In the welcoming center, both men alluded to the historic diplomatic breakthrough with the United States.

“For some months now, we have witnessed an event which fills us with hope: the process of normalizing relations between two people following years of estrangement,” Francis said. “It is a sign of the victory of the culture of encounter and dialogue.” Francis also urged leaders in the United States and Cuba “to persevere on this path” and become “an example of reconciliation for the entire world.”

The pope kept his remarks brief as a crowd of Cubans cheered along the edges of the airport. He cited the beloved Cuban writer José Martí more than once and recalled his predecessors’ journeys to Cuba in 1998 and 2012.

The pontiff arrived in a nation brimming with anticipation. Though Cuba has received the last two popes, Francis is different for many Cubans: a Latin American who speaks of the ills of capitalist systems and about social equality — and who can do so in Spanish.

He is likely to press for more space and freedom for the church to operate in Cuban society. As it stands, the church can run neither schools nor hospitals; it instead focuses much of its energy on aiding poor people whom the ailing state can no longer afford to support.

In his speech, the pope touched briefly on a topic many anticipate he will broach with more energy when he says Mass on Sunday in Havana’s Plaza of the Revolution: the freedom of the church in Cuba.

He said the church supported and encouraged “the freedom, the means and the space needed to bring the proclamation of the kingdom to the existential peripheries of society.”

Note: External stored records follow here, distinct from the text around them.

// 🔍 Customer Validator - runs every rule on every customer
// Rule violations go into the report as "<Kind>: <message>" lines

use crate::config::ValidatorConfig;
use crate::customer::CustomerRecord;
use crate::error::ValidationError;
use crate::report::ValidationReport;
use crate::validators::{validate_account_id, validate_age, validate_name};
use tracing::{debug, error, info, warn};

// ============================================================================
// CUSTOMER VALIDATOR
// ============================================================================

#[derive(Debug, Clone, Default)]
pub struct CustomerValidator {
    config: ValidatorConfig,
}

impl CustomerValidator {
    pub fn new() -> Self {
        Self::default()
    }

    pub fn with_config(config: ValidatorConfig) -> Self {
        CustomerValidator { config }
    }

    pub fn config(&self) -> &ValidatorConfig {
        &self.config
    }

    pub fn current_year(&self) -> i32 {
        self.config.current_year()
    }

    /// Validate one customer; an empty list means every rule passed
    pub fn validate(&self, customer: &CustomerRecord) -> Vec<String> {
        self.validate_at(customer, self.current_year())
    }

    fn validate_at(&self, customer: &CustomerRecord, current_year: i32) -> Vec<String> {
        let mut errors = Vec::new();

        // Rule 1: Name present
        if let Err(err) = validate_name(&customer.first_name, &customer.last_name) {
            errors.push(err.report_line());
        }

        // Rule 2: Old enough
        match validate_age(&customer.birth_date, current_year) {
            Ok(()) => {}
            Err(err) if err.is_rule_violation() => errors.push(err.report_line()),
            Err(err) => warn!(
                customer = %customer.identity_key(),
                error = %err,
                "skipping age check"
            ),
        }

        // Rule 3: Account identifier format
        match validate_account_id(&customer.account_id) {
            Ok(()) => {}
            Err(err @ ValidationError::AccountId(_)) => errors.push(err.report_line()),
            // validate_account_id only yields AccountId today; any other
            // error from this step is logged and left out of the report
            Err(err) => error!(
                customer = %customer.identity_key(),
                error = %err,
                "account identifier check failed"
            ),
        }

        errors
    }

    /// Validate a batch; every customer gets a report entry, valid or not
    pub fn validate_batch(&self, customers: &[CustomerRecord]) -> ValidationReport {
        let current_year = self.current_year();
        let mut report = ValidationReport::new();

        for customer in customers {
            let key = customer.identity_key();
            let errors = self.validate_at(customer, current_year);

            if report.contains_key(&key) {
                debug!(customer = %key, "identity key already present, merging errors");
            }

            report.entry(&key).extend(errors);
        }

        info!(
            customers = customers.len(),
            entries = report.len(),
            current_year,
            "validated customer batch"
        );

        report
    }
}

/// Validate customers with the default configuration.
///
/// Accepts `CustomerRecord`s or `(first, last, birth_date, account_id)` tuples.
pub fn validate_customers<I, R>(records: I) -> ValidationReport
where
    I: IntoIterator<Item = R>,
    R: Into<CustomerRecord>,
{
    let customers: Vec<CustomerRecord> = records.into_iter().map(Into::into).collect();
    CustomerValidator::new().validate_batch(&customers)
}

// ============================================================================
// TESTS
// ============================================================================
// ⚙️ Validator Configuration
// Loaded from JSON, optionally overridden from the environment

use anyhow::{Context, Result};
use chrono::{Datelike, Local};
use serde::{Deserialize, Serialize};
use std::fs;
use std::path::Path;
use tracing::warn;

/// Environment variable that pins the year used for age checks
pub const REFERENCE_YEAR_ENV: &str = "CUSTOMER_VALIDATION_YEAR";

#[derive(Debug, Clone, Default, PartialEq, Eq, Serialize, Deserialize)]
#[serde(default)]
pub struct ValidatorConfig {
    /// Year used as "now" for age checks (None = today's local year)
    pub reference_year: Option<i32>,
}

impl ValidatorConfig {
    pub fn new() -> Self {
        Self::default()
    }

    /// Fixed reference year, for reproducible runs
    pub fn with_reference_year(year: i32) -> Self {
        ValidatorConfig {
            reference_year: Some(year),
        }
    }

    /// Load configuration from JSON file
    pub fn from_file<P: AsRef<Path>>(path: P) -> Result<Self> {
        let content = fs::read_to_string(path.as_ref())
            .with_context(|| format!("Failed to read config file: {:?}", path.as_ref()))?;

        let config: ValidatorConfig =
            serde_json::from_str(&content).context("Failed to parse config JSON")?;

        Ok(config)
    }

    /// Apply `CUSTOMER_VALIDATION_YEAR` if set; unparseable values are ignored
    pub fn with_env_overrides(self) -> Self {
        match std::env::var(REFERENCE_YEAR_ENV) {
            Ok(value) => self.with_year_override(&value),
            Err(_) => self,
        }
    }

    fn with_year_override(mut self, value: &str) -> Self {
        match value.trim().parse::<i32>() {
            Ok(year) => self.reference_year = Some(year),
            Err(_) => warn!(
                variable = REFERENCE_YEAR_ENV,
                value, "ignoring non-numeric reference year"
            ),
        }
        self
    }

    /// Year the age rule compares against
    pub fn current_year(&self) -> i32 {
        self.reference_year.unwrap_or_else(|| Local::now().year())
    }
}

// ============================================================================
// TESTS
// ============================================================================
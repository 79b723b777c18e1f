// 👤 Customer Record - the four input fields of one customer
// Immutable input, lives only for the validation pass

use anyhow::{Context, Result};
use serde::{Deserialize, Serialize};
use std::path::Path;
use tracing::debug;

// ============================================================================
// CUSTOMER RECORD
// ============================================================================

#[derive(Debug, Clone, PartialEq, Eq, Serialize, Deserialize)]
pub struct CustomerRecord {
    #[serde(rename = "First_Name")]
    pub first_name: String,

    #[serde(rename = "Last_Name")]
    pub last_name: String,

    /// ISO `YYYY-MM-DD`
    #[serde(rename = "Birth_Date")]
    pub birth_date: String,

    /// German-format IBAN, may contain spaces
    #[serde(rename = "IBAN")]
    pub account_id: String,
}

impl CustomerRecord {
    pub fn new(
        first_name: impl Into<String>,
        last_name: impl Into<String>,
        birth_date: impl Into<String>,
        account_id: impl Into<String>,
    ) -> Self {
        CustomerRecord {
            first_name: first_name.into(),
            last_name: last_name.into(),
            birth_date: birth_date.into(),
            account_id: account_id.into(),
        }
    }

    /// Report grouping key `"<first>_<last>"`.
    ///
    /// Not unique: two customers with the same names share a key and their
    /// errors are merged into one report entry.
    pub fn identity_key(&self) -> String {
        format!("{}_{}", self.first_name, self.last_name)
    }
}

impl<A, B, C, D> From<(A, B, C, D)> for CustomerRecord
where
    A: Into<String>,
    B: Into<String>,
    C: Into<String>,
    D: Into<String>,
{
    fn from((first_name, last_name, birth_date, account_id): (A, B, C, D)) -> Self {
        CustomerRecord::new(first_name, last_name, birth_date, account_id)
    }
}

// ============================================================================
// LOADING
// ============================================================================

/// Load customers from a headered CSV file
/// (`First_Name,Last_Name,Birth_Date,IBAN`)
pub fn load_csv(csv_path: &Path) -> Result<Vec<CustomerRecord>> {
    let mut rdr = csv::Reader::from_path(csv_path)
        .with_context(|| format!("Failed to open CSV file: {:?}", csv_path))?;

    let mut customers = Vec::new();

    for (index, result) in rdr.deserialize().enumerate() {
        // Header is line 1
        let customer: CustomerRecord = result
            .with_context(|| format!("Failed to deserialize customer on line {}", index + 2))?;
        customers.push(customer);
    }

    debug!(path = ?csv_path, count = customers.len(), "loaded customers from CSV");

    Ok(customers)
}

/// Fixed demonstration batch, one record per kind of failure
pub fn sample_customers() -> Vec<CustomerRecord> {
    vec![
        // Empty first name
        ("", "Doe", "2005-03-28", "DE44443333222211110000").into(),
        // Under 18, identifier one character short
        ("John", "Smith", "2008-10-25", "XE345678901234567890").into(),
        // Valid
        ("Michael", "Brown", "1990-05-15", "DE89370400440532013000").into(),
        // Digits where the country code belongs
        ("Anna", "Johnson", "1985-12-07", "5511112222333344445555").into(),
        // Letter in the digit block
        ("Emily", "Taylor", "1999-08-03", "DE9876543210987654321A").into(),
        // Every rule fails
        ("", "Taylor", "2020-08-03", "1465DE9876543210987654321A").into(),
        // Identifier too long
        ("Robert", "Davis", "1992-04-12", "DE1234567890123456789012").into(),
    ]
}

// ============================================================================
// TESTS
// ============================================================================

There are more questions looming over the visit: Will the pope also speak publicly about political freedom, or will he walk the fine line between speaking his mind to the Cuban state and souring the mood of his hosts? Can he expand the church’s membership in a country where just 4 to 5 percent of the population is considered to be practicing Catholics?

“In our country, we have faith,” said Julio Pernoz Santiago, 26, who was at a gathering of young Catholics on Friday night in front of the Cathedral of the Virgin Mary of the Immaculate Conception. “At the moment, though, there are some discrepancies between religion and politics.”

In reality, those differences are perhaps at their smallest since the government swept into power after the 1959 revolution. Back then, Fidel Castro declared Cuba an atheist state and chased off religious leaders, in some cases even claiming the church’s properties.

But these days, the church enjoys a wider berth. The state is now considered secular by its Constitution.

Cubans have mixed opinions on the lasting effect that the pontiff’s visit will have. Some are confident that this is a symbolic moment that will expedite the state’s slow process of opening up to the world. Others think the visit is mere theatrics, another of the government’s attempts to appear to be changing while Cubans get by, on average, with $20 a month in earnings.

Still others, while lavishing praise on the pope, argue that it is the government itself, led by the president, that is bringing the change.

“Everyone thinks it’s just the pope,” said Yosbany Cano Gancés, 39, a government worker. “But the real change has been coming from Raúl.”

Whatever the pope’s message is during the remainder of his brief visit to Cuba, one thing he is not expected to do is meet with political dissidents. The decision has sparked criticism from certain crowds for taking what they view as a politically expedient route.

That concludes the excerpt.